Flea market junkies, bargain hunters, cheapskates–ahem, Frugal Yankees—that we are, CL is a haven. We’ve found sofas and antiques and cars, but it is also just the ripest picking ground for fiber lovers. I’ve bought and sold yarn, found rug hooking tools and supplies, and discovered vintage books of technique and design to die for. And my latest discovery?? Vintage Indonesian batik sarongs. Gorgeous. The design wheels are turning… What to do? What to do?
Around these parts, Todd’s Farm is the flea marketing and antiquing mecca. First Sunday of April through until hardy New England souls can’t bear the weather any longer. Yesterday, being the first Sunday of April, we got our walking shoes out and hit the stalls.

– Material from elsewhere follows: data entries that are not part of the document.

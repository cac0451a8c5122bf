//! Error types for the greeter.

use thiserror::Error;

/// Exit code for general errors
pub const EXIT_GENERAL_ERROR: i32 = 1;

/// Exit code when the configuration file is unreadable or invalid
pub const EXIT_INVALID_CONFIG: i32 = 65;

#[derive(Error, Debug)]
pub enum GreeterError {
    #[error("Config error: {0}")]
    Config(String),

    #[error("Sum overflows i64 after {visited} of {len} numbers")]
    Overflow { visited: usize, len: usize },

    #[error("IO error")]
    Io(#[from] std::io::Error),

    #[error("JSON error")]
    Json(#[from] serde_json::Error),
}

impl GreeterError {
    pub fn exit_code(&self) -> i32 {
        match self {
            GreeterError::Config(_) => EXIT_INVALID_CONFIG,
            GreeterError::Overflow { .. } | GreeterError::Io(_) | GreeterError::Json(_) => {
                EXIT_GENERAL_ERROR
            }
        }
    }
}

pub type Result<T> = std::result::Result<T, GreeterError>;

When I first met my husband, he was already a Todd’s Farm devotee. He called going to the market every Sunday, “going to church”. Yep, it looked good early on that this guy was going to work out okay. For our first few years together, I frequently had to work on Sundays, so I’d only be able to wonder all day what he’d discovered that morning and wait until I returned home to find the treasures—or get reports of a complete bust. Didn’t matter. It’s the thrill of the hunt. I joked the other day as I was taking photos for the website that we’ve turned our home into our own prop department. The backdrop for most of my photos is an oversized primitive farm cupboard we found at Acushnet River Antiques. When it is not fulfilling backdrop duties, it holds my pots and mixing bowls. The organic dishtowel is draped over an antique clothes ringer we found a Todd’s, yarns are displayed in vintage measuring scoops, and we have a derelict headless carousel horse from Dudley Do Rights’s that is just begging for its chance to shine in the right photo shoot. I also find fodder for my studio work in the form of antique rugs to make pillows with and old hooked rugs to sample from for inspiration.
All said, Todd’s was smaller than usual yesterday–just getting its feet wet as it winds up for the season. Still, it was nice to see familiar faces, familiar dogs who apparently are of the flea marketing bug, too, and some familiar pieces—you know the ones that were on display last year but you couldn’t afford? Surely, there must be a markdown by now.